Upstream: talos-builder#4
Install disk config ignored on SBCs
Talos ignores the machine.install.disk config field on SBC platforms. You must flash the disk image directly to your target disk (eMMC, SD, NVMe). For NVMe boot, dd the metal image to the NVMe drive and configure the EEPROM boot order (BOOT_ORDER=0xf416, PCIE_PROBE=1).
Upstream: talos-builder#22
Roadmap
This project targets production-ready Talos clusters on RPi5/CM5 hardware.

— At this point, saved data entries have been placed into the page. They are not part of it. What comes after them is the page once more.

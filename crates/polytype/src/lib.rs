//! polytype - discriminator-dispatched polymorphic JSON values.
//!
//! A [`PolyType`] decodes a JSON object by reading its `"type"` (or `"Type"`)
//! field, building the variant registered under that name in a [`Registry`]
//! and decoding the whole object into it. Encoding writes the held variant
//! alone; the discriminator is never written back.
//!
//! # Overview
//!
//! - [`PolyType`] - the container, usable anywhere `serde` traverses
//! - [`Registry`] - discriminator to factory mapping
//! - [`Variant`] - the capability every registered type has
//! - [`with_registry`] / [`register`] / [`register_variant!`] - choosing
//!   which registry decoding consults
//!
//! # Example
//!
//! ```
//! use std::sync::Arc;
//!
//! use polytype::{PolyType, Registry};
//! use serde::{Deserialize, Serialize};
//!
//! #[derive(Debug, Default, PartialEq, Serialize, Deserialize)]
//! struct Gopher {
//!     #[serde(rename = "G")]
//!     g: String,
//! }
//!
//! #[derive(Debug, Default, PartialEq, Serialize, Deserialize)]
//! struct Beaver {
//!     #[serde(rename = "B")]
//!     b: String,
//! }
//!
//! let mut registry = Registry::new();
//! registry.register_default::<Gopher>("go");
//! registry.register("br", Beaver::default);
//! let registry = Arc::new(registry);
//!
//! let zoo: Vec<PolyType> = registry
//!     .from_str(r#"[{"type":"go","G":"gopher"},{"Type":"br","B":"beaver"}]"#)
//!     .unwrap();
//! assert_eq!(zoo[0].downcast_ref::<Gopher>().unwrap().g, "gopher");
//! assert_eq!(zoo[1].downcast_ref::<Beaver>().unwrap().b, "beaver");
//!
//! let json = serde_json::to_string(&zoo).unwrap();
//! assert_eq!(json, r#"[{"G":"gopher"},{"B":"beaver"}]"#);
//! ```

mod container;
mod discriminator;
mod error;
mod global;
mod registry;
mod variant;

pub use container::PolyType;
pub use discriminator::TYPE_KEY;
pub use error::PolyTypeError;
pub use global::{global, register, register_default, with_registry, VariantRegistration};
pub use registry::Registry;
pub use variant::Variant;

#[doc(hidden)]
pub use inventory;

#[doc(hidden)]
pub mod __private {
    pub use crate::global::{default_factory, type_name_of};
}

| Status | Milestone | Description |
|---|---|---|
| Untested | 4K page size | Aligned with upstream Talos kernel config. Reduces memory overhead and improves workload compatibility (Longhorn, jemalloc, F2FS, etc.). |
| Untested | Reliable in-place upgrades | Force GRUB bootloader with --no-nvram on arm64 to work around the SetVariableRT firmware limitation (talos-builder#21). |
| Untested | Serial console fix | Use correct debug UART (ttyAMA10) with earlycon for early boot output. |
| Untested | NVMe boot support | dd image to NVMe + set EEPROM BOOT_ORDER=0xf416 and PCIE_PROBE=1. Kernel has CONFIG_BLK_DEV_NVME=y built-in. |
NVMe boot (untested)
The kernel has NVMe built-in (CONFIG_BLK_DEV_NVME=y), so booting from NVMe should work by flashing the disk image directly and configuring the RPi5/CM5 EEPROM.
1. Flash the image to NVMe
Connect the NVMe drive via a USB adapter and flash:
zstd -d metal-arm64.raw.zst | sudo dd of=/dev/<nvme-device> bs=4M status=progress
sync
2. Configure EEPROM boot order
Use rpiboot to update the CM5 EEPROM. Clone the usbboot repo and edit the boot config:
git clone --depth=1 https://github.com/raspberrypi/usbboot
cd usbboot && make
# Edit the EEPROM config for CM5
cp recovery/boot.conf recovery/boot.conf.bak
Add or update these values in recovery/boot.conf:
BOOT_ORDER=0xf416
PCIE_PROBE=1
Then flash via USB with the CM5 in USB boot mode (hold nRPIBOOT or disable eMMC boot on your carrier board):
sudo ./rpiboot -d recovery
BOOT_ORDER is read right-to-left: try NVMe (6) first, then SD (1), then USB (4), then restart (f). PCIE_PROBE=1 is required for non-HAT+ NVMe adapters (Compute Blade, most M.2 carrier boards).
3. Boot from NVMe
Power on. The RPi firmware should find the boot partition on NVMe, load U-Boot, and boot Talos.
Optional: enable PCIe Gen 3
Add to your configTxtAppend overlay option or directly to config.txt on the boot partition:
dtparam=pciex1_gen=3
This doubles throughput (~400 MB/s Gen 2 to ~800 MB/s Gen 3). Not officially certified by Raspberry Pi but works on most NVMe drives.
Building
For local builds, CI/CD setup, runner configuration, and project structure, see TECHNICAL.md.
License
This project is licensed under the Mozilla Public License 2.0.
It builds upon the following MPL 2.0 licensed upstream projects:
- siderolabs/talos — Talos Linux OS
- siderolabs/pkgs — Talos package definitions
- talos-rpi5/sbc-raspberrypi5 — Raspberry Pi 5 SBC overlay
Our patches to these projects are in the patches/ directory and are distributed under the same MPL 2.0 terms.